Assignment: Please show each line of the listing where "Date" is present.

Entries supplied:
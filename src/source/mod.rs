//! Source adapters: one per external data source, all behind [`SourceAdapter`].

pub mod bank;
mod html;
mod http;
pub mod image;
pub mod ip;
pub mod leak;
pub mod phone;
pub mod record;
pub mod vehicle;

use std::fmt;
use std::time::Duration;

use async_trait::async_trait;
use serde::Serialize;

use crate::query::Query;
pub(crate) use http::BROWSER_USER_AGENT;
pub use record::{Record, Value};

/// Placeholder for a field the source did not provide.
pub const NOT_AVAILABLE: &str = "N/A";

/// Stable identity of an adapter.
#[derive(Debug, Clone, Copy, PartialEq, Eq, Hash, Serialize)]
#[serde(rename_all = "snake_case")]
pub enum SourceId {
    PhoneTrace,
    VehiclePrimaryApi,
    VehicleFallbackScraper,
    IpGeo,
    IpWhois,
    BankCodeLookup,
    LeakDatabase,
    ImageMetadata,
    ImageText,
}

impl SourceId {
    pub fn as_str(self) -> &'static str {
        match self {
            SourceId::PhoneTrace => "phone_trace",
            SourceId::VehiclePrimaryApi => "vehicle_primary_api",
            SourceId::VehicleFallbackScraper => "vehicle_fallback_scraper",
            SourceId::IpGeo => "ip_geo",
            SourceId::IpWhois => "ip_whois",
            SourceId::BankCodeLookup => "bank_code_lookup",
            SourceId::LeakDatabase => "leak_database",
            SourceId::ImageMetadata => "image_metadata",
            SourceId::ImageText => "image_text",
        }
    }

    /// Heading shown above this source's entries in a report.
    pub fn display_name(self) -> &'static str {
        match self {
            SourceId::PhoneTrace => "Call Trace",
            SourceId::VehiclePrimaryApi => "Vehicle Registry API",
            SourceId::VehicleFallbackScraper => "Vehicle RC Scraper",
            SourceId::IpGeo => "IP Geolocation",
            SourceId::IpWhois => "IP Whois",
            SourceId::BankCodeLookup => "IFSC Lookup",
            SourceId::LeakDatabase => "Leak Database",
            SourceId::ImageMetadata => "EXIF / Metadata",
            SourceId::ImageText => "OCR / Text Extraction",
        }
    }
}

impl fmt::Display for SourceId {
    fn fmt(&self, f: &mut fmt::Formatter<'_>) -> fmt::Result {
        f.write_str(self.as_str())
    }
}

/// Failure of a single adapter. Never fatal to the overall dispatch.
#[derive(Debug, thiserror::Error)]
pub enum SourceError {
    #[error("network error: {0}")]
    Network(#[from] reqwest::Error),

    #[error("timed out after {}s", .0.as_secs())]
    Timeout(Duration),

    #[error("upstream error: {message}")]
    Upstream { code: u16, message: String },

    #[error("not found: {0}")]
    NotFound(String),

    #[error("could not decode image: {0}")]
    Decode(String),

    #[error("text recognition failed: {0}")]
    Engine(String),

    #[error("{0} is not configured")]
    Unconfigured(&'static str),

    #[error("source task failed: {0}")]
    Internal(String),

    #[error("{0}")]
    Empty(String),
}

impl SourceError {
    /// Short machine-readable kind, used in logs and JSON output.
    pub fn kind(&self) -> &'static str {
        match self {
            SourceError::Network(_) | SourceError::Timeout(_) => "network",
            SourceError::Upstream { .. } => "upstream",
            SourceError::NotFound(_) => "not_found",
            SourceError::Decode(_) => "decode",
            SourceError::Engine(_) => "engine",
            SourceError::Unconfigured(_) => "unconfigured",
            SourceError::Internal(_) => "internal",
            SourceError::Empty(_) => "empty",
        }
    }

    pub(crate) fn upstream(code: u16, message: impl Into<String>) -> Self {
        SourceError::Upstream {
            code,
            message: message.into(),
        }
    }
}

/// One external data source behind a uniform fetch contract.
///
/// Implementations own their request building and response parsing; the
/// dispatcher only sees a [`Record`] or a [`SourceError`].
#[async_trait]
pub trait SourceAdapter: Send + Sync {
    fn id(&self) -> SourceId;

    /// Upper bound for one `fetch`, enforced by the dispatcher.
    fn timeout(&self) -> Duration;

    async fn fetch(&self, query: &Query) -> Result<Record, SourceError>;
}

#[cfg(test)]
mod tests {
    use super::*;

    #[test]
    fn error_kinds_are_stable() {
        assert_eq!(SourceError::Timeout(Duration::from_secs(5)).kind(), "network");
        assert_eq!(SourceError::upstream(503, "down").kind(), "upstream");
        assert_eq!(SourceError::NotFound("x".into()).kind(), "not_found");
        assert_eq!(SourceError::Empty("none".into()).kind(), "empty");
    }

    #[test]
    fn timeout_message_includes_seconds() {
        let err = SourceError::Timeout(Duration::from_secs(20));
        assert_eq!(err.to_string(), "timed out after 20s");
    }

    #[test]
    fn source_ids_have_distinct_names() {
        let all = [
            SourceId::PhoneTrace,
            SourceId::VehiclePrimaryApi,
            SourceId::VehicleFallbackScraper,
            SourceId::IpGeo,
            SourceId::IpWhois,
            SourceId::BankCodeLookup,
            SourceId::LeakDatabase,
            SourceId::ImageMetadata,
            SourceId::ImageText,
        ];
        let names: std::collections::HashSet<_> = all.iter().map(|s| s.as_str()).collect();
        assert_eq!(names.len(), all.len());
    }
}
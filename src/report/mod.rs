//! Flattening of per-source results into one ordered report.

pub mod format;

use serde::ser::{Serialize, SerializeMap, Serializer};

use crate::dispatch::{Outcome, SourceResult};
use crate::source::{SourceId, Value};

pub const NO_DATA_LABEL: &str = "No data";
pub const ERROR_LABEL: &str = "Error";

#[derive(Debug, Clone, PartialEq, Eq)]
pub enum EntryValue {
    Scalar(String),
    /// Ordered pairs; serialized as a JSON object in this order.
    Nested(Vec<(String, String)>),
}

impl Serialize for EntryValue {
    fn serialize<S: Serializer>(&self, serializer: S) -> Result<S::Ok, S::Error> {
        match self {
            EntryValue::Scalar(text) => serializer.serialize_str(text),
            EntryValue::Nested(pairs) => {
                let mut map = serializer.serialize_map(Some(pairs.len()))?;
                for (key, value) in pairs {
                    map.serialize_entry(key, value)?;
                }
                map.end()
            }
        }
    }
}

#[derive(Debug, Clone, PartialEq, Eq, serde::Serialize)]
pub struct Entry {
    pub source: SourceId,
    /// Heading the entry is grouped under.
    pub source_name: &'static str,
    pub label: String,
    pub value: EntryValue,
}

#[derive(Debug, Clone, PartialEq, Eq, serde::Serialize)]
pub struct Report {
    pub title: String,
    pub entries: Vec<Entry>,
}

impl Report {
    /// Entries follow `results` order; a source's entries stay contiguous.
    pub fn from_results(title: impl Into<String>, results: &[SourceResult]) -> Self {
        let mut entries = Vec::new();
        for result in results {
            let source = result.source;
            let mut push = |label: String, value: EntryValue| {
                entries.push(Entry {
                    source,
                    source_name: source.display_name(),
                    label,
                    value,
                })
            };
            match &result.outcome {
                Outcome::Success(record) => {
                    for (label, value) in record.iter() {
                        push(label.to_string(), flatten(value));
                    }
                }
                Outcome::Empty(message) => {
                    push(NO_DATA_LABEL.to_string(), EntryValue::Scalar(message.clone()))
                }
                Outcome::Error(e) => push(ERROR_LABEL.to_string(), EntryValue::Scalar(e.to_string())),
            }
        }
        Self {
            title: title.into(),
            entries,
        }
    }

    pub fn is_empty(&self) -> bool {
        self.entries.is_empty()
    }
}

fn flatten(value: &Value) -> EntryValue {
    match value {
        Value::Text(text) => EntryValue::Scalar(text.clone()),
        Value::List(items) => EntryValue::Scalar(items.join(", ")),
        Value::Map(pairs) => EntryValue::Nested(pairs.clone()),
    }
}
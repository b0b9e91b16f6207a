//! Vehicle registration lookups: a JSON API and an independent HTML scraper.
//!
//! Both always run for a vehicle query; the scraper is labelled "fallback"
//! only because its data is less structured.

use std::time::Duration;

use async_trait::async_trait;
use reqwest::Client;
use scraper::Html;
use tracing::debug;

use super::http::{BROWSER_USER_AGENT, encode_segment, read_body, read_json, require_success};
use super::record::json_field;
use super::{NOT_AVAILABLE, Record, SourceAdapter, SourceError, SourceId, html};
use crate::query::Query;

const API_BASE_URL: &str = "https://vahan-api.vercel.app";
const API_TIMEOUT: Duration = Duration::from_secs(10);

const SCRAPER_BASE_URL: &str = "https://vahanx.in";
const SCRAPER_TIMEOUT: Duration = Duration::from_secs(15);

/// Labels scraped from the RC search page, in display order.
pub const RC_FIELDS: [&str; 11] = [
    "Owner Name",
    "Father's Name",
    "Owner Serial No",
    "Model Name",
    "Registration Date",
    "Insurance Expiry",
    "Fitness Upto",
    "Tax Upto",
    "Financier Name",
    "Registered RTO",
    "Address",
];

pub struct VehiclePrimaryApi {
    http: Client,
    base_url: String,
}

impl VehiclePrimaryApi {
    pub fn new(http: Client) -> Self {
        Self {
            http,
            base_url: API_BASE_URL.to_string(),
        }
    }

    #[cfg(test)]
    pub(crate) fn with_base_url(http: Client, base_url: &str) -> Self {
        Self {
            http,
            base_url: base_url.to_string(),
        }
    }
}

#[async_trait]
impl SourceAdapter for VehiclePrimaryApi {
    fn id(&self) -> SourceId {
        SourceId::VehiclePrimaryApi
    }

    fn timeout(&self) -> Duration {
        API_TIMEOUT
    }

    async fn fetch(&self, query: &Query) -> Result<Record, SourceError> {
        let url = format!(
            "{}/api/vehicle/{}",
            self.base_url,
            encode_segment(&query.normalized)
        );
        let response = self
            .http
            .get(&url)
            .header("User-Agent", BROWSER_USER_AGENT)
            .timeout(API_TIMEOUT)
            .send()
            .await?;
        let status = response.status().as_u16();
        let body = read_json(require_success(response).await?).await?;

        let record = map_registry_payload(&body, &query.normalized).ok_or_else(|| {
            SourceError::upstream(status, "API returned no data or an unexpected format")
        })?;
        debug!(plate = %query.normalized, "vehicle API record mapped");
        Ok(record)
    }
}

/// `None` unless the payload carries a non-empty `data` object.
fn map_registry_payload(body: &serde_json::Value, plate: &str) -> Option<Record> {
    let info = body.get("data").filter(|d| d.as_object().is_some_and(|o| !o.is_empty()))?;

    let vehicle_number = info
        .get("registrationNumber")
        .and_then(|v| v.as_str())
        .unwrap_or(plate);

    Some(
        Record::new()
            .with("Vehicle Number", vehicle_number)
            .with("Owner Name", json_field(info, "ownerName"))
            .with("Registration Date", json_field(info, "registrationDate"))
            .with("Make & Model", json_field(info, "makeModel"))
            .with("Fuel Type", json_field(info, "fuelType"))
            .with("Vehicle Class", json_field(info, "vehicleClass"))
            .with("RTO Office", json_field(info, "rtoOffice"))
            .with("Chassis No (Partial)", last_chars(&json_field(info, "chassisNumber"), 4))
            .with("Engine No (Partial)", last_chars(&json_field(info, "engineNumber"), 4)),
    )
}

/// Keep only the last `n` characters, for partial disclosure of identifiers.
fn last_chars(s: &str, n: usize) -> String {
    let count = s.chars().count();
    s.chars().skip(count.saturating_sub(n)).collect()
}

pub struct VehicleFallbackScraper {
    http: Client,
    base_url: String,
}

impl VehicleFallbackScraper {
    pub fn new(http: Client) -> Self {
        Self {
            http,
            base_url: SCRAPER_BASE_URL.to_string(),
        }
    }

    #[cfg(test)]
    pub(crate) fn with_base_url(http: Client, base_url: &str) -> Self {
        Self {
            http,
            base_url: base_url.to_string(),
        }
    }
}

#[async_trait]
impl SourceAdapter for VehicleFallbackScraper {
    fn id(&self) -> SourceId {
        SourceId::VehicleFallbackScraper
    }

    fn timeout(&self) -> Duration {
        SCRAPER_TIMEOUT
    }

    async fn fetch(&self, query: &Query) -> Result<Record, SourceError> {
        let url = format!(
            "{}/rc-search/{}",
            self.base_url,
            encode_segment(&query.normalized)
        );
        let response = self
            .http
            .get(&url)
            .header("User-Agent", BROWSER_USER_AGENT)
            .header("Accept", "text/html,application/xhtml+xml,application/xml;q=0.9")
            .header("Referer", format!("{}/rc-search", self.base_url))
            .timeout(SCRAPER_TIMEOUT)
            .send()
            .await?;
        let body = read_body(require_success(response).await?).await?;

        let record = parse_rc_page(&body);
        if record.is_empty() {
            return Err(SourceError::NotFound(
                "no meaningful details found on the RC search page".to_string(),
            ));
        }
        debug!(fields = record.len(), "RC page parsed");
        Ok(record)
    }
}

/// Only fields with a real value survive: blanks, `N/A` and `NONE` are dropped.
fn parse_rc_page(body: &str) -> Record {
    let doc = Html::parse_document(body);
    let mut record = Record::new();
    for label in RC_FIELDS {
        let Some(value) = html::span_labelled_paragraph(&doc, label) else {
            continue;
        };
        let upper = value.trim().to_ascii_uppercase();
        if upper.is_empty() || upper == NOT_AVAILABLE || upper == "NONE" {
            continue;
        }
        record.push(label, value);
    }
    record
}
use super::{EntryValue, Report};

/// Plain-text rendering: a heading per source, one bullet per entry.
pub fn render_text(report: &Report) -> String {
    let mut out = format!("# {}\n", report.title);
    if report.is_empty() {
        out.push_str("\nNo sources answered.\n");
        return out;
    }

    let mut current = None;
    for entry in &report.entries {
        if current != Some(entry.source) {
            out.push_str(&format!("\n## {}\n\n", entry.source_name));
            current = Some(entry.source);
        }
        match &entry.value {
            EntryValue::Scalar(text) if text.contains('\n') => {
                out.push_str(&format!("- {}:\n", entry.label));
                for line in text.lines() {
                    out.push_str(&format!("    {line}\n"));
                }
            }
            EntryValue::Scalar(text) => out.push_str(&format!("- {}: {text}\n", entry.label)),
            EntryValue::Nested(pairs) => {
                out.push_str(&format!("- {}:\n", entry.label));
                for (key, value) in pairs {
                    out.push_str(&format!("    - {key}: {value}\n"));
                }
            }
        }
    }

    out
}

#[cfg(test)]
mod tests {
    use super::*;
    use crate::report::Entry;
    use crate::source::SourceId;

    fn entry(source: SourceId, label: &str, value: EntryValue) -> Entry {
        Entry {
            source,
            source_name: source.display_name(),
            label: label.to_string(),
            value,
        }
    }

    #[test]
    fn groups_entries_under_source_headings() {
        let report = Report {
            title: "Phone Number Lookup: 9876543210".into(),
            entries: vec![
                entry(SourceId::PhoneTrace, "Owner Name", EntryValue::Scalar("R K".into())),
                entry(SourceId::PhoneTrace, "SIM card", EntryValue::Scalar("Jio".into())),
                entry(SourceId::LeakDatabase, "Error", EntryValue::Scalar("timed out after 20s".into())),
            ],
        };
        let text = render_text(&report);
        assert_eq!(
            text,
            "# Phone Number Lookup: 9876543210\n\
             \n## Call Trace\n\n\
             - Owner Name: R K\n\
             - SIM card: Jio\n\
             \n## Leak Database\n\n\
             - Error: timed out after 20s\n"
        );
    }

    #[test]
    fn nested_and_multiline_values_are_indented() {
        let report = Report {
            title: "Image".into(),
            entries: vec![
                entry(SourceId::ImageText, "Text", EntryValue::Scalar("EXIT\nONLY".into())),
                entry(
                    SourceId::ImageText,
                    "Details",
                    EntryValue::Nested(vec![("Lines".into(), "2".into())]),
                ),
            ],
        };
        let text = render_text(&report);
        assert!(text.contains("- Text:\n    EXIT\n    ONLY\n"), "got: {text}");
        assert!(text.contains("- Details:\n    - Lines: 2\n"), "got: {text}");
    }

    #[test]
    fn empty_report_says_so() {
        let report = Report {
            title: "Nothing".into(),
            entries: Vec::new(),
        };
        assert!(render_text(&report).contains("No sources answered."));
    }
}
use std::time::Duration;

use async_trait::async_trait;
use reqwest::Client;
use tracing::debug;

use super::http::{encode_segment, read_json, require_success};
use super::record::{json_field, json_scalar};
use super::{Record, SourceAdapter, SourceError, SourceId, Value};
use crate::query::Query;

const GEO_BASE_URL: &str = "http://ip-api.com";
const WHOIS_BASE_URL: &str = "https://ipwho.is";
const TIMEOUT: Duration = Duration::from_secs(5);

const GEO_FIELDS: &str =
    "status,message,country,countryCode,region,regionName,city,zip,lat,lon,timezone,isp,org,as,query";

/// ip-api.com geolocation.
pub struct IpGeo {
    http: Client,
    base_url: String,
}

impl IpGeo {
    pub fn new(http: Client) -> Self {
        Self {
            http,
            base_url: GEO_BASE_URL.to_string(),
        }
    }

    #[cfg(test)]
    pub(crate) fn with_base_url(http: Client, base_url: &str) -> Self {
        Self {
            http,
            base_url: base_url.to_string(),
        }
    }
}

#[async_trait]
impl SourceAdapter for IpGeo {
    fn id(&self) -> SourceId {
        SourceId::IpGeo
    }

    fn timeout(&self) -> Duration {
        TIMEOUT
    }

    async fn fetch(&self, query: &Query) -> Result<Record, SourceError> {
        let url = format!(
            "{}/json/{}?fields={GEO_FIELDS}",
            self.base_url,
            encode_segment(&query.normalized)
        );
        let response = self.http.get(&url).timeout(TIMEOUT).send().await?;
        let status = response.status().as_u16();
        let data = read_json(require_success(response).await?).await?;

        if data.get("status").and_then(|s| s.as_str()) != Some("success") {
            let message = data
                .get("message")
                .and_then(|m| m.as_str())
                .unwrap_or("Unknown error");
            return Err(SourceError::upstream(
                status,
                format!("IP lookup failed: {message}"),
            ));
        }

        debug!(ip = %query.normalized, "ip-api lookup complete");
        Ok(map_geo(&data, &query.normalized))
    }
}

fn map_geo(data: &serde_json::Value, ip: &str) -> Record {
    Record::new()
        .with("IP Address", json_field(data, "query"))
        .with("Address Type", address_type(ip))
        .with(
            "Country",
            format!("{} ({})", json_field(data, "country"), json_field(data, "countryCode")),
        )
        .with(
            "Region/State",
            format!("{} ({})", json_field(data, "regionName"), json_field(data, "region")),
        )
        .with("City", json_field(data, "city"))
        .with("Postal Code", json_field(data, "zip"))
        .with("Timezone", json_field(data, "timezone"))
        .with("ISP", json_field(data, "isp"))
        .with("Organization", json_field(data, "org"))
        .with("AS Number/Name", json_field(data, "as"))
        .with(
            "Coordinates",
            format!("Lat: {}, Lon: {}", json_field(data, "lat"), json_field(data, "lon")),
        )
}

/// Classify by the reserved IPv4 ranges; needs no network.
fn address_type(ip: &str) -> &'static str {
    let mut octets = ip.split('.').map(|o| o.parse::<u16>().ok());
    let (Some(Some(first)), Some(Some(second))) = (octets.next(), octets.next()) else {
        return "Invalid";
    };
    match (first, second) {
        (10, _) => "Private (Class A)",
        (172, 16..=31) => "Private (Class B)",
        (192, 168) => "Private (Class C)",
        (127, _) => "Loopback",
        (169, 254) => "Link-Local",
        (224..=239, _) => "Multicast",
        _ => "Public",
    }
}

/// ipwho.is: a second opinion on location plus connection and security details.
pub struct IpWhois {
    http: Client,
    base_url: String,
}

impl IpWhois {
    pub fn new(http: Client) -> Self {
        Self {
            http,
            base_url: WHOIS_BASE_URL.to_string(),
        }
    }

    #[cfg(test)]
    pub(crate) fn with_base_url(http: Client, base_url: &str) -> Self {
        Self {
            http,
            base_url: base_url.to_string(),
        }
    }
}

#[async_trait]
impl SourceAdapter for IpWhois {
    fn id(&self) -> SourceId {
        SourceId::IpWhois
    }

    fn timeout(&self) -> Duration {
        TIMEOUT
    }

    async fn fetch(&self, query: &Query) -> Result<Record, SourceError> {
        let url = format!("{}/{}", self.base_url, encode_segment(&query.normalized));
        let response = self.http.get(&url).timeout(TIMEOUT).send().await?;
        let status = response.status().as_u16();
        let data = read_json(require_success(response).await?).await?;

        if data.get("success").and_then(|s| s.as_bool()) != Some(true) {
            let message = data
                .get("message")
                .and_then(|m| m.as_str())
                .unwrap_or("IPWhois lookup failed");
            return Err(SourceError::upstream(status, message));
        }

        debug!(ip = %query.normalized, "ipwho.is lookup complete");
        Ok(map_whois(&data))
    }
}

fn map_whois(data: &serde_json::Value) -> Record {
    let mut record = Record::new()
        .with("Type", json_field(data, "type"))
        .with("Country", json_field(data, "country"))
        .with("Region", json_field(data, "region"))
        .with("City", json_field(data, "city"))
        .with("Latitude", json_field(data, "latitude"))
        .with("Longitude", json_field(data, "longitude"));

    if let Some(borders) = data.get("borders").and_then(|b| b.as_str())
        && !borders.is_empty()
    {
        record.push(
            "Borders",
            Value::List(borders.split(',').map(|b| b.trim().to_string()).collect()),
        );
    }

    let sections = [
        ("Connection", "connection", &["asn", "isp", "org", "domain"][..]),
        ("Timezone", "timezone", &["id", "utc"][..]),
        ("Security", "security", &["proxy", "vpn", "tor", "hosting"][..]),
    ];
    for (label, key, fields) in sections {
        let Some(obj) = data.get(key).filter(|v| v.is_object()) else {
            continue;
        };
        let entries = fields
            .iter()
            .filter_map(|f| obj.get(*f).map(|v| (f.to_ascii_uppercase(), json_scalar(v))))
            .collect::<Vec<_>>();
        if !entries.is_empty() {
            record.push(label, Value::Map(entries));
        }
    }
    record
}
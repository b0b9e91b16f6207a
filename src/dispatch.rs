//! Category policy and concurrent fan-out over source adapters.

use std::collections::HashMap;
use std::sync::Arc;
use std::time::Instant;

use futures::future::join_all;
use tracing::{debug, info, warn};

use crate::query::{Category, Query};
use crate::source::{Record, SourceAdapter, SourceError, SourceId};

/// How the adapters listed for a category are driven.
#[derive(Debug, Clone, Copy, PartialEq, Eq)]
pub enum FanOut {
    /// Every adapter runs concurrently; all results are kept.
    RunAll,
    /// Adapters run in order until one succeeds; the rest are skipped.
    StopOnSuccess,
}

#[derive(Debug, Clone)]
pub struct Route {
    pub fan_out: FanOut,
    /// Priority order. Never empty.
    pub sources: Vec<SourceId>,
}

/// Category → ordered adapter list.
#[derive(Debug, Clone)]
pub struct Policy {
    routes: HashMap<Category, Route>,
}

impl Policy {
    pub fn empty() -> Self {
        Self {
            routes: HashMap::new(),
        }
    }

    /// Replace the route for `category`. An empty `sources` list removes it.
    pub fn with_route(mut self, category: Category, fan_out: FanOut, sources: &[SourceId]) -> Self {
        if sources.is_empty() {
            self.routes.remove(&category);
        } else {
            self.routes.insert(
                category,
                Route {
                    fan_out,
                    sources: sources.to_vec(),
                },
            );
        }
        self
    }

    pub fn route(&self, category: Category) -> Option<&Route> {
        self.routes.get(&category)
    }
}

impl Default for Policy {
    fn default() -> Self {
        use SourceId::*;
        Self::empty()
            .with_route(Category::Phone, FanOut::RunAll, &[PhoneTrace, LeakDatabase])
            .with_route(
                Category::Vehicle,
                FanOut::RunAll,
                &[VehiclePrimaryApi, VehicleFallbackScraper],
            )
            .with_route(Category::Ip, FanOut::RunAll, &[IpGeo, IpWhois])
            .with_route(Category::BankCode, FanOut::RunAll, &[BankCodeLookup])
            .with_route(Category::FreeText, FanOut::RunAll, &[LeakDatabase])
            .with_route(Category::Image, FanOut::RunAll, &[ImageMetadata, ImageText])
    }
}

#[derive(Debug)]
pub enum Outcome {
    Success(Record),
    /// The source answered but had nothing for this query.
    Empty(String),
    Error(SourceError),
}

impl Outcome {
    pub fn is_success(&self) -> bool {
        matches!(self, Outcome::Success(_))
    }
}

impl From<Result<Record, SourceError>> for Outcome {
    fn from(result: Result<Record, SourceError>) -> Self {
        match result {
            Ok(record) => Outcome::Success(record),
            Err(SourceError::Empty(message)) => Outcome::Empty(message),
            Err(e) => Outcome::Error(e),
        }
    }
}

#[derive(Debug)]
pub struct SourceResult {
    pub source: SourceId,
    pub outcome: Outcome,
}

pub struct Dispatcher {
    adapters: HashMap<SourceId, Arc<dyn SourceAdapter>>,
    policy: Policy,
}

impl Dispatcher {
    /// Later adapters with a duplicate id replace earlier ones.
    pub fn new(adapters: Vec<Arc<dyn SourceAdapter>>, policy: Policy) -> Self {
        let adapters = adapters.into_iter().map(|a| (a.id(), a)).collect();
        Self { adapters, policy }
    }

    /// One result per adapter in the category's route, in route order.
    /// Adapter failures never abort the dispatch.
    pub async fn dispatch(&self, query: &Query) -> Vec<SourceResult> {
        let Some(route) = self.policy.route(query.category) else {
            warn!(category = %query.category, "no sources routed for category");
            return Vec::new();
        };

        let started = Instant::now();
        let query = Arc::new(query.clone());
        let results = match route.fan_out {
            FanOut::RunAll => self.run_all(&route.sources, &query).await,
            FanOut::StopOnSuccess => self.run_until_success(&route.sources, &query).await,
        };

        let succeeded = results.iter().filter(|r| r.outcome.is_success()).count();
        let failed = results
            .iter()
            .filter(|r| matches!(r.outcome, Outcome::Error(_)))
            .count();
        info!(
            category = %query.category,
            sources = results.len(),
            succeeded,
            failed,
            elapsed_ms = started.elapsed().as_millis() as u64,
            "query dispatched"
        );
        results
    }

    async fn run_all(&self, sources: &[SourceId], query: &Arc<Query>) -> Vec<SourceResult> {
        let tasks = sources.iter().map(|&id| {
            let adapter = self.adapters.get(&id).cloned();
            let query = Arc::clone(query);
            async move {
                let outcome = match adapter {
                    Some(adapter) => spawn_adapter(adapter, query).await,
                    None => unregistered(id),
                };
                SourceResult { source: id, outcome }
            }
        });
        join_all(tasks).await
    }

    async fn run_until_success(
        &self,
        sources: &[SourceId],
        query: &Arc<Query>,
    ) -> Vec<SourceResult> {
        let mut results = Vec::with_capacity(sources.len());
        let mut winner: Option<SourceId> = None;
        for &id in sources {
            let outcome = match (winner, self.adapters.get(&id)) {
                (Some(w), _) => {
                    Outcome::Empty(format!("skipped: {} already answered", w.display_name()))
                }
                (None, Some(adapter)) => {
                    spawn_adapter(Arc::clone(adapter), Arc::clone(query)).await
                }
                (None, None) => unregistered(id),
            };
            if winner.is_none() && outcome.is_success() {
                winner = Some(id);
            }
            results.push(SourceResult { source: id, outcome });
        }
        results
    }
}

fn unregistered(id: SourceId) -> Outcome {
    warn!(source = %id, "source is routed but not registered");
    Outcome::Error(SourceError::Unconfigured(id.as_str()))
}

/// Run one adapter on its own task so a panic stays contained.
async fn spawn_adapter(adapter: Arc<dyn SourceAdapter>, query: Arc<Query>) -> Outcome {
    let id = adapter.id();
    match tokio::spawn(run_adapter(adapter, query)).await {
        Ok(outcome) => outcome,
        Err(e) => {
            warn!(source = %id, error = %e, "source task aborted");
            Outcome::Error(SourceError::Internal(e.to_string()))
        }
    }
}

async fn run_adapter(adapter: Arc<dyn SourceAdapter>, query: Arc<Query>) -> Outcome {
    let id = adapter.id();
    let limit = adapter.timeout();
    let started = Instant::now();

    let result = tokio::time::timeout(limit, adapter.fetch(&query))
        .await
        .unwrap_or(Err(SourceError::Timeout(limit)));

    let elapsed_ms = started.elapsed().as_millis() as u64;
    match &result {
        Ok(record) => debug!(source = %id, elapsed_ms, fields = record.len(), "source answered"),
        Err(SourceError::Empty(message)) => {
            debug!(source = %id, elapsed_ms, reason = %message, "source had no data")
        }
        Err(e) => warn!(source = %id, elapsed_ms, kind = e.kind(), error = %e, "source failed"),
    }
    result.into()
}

Output for this exercise:
    "Registration Date",
            .with("Registration Date", json_field(info, "registrationDate"))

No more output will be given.